Lines from the records below that contain the word "window" are to be copied out.

╭─ Entries supplied

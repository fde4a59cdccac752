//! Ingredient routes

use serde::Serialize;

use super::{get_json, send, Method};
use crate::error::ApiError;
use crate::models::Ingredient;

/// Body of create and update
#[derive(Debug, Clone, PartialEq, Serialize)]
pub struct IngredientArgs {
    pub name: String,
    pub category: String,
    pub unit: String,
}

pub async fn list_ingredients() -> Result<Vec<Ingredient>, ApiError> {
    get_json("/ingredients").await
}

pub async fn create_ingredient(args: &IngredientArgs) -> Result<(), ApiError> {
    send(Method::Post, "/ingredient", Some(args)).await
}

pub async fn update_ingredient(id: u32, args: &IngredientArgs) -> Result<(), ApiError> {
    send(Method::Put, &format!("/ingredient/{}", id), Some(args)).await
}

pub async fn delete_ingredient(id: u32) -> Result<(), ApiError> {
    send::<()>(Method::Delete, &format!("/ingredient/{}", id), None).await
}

╰─
╭─ Entries supplied

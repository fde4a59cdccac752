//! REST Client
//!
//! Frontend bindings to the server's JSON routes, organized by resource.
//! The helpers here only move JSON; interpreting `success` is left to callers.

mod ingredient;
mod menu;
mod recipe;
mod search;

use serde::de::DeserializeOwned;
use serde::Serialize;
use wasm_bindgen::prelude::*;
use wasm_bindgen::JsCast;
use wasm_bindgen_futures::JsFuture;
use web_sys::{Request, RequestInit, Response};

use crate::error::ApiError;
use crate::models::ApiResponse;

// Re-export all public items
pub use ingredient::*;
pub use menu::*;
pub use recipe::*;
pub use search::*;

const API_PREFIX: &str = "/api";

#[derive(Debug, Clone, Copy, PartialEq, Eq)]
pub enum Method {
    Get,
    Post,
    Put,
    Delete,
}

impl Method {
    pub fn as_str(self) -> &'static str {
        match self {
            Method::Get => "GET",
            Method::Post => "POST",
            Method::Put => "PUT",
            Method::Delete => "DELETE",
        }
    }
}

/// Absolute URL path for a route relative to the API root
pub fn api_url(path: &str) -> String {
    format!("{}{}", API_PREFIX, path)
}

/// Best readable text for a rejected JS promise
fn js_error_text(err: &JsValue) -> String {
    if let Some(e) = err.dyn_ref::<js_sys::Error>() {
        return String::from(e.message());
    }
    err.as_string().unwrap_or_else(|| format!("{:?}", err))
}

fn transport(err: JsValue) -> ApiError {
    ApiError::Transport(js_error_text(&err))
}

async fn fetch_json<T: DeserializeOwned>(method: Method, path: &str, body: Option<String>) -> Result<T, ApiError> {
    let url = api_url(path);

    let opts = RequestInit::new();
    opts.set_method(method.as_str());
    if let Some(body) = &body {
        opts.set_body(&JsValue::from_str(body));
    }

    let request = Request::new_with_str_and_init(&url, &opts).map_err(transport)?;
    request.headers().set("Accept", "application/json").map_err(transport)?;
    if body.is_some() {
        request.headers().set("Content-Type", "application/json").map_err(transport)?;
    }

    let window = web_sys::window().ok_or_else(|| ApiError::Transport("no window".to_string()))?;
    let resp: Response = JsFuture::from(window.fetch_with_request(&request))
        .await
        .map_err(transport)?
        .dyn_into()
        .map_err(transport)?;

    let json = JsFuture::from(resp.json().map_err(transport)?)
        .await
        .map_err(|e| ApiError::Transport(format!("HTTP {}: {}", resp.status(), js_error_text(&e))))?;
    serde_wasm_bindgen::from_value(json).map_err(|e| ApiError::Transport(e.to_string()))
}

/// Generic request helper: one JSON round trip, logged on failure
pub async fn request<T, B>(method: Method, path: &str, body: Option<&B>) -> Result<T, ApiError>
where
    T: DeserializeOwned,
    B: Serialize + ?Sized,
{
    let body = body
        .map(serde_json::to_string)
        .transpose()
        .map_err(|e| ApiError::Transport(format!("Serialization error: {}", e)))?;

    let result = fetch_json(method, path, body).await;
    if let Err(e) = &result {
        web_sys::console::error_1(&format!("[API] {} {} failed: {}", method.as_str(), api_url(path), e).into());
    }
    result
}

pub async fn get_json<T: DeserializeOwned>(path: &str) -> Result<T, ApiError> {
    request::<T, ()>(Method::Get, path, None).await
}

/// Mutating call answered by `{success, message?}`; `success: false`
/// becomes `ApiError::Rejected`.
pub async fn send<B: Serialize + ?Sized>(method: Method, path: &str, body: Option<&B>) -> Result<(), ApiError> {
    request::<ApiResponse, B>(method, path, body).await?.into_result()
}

╰─

Written response
    let window = web_sys::window().ok_or_else(|| ApiError::Transport("no window".to_string()))?;
    let resp: Response = JsFuture::from(window.fetch_with_request(&request))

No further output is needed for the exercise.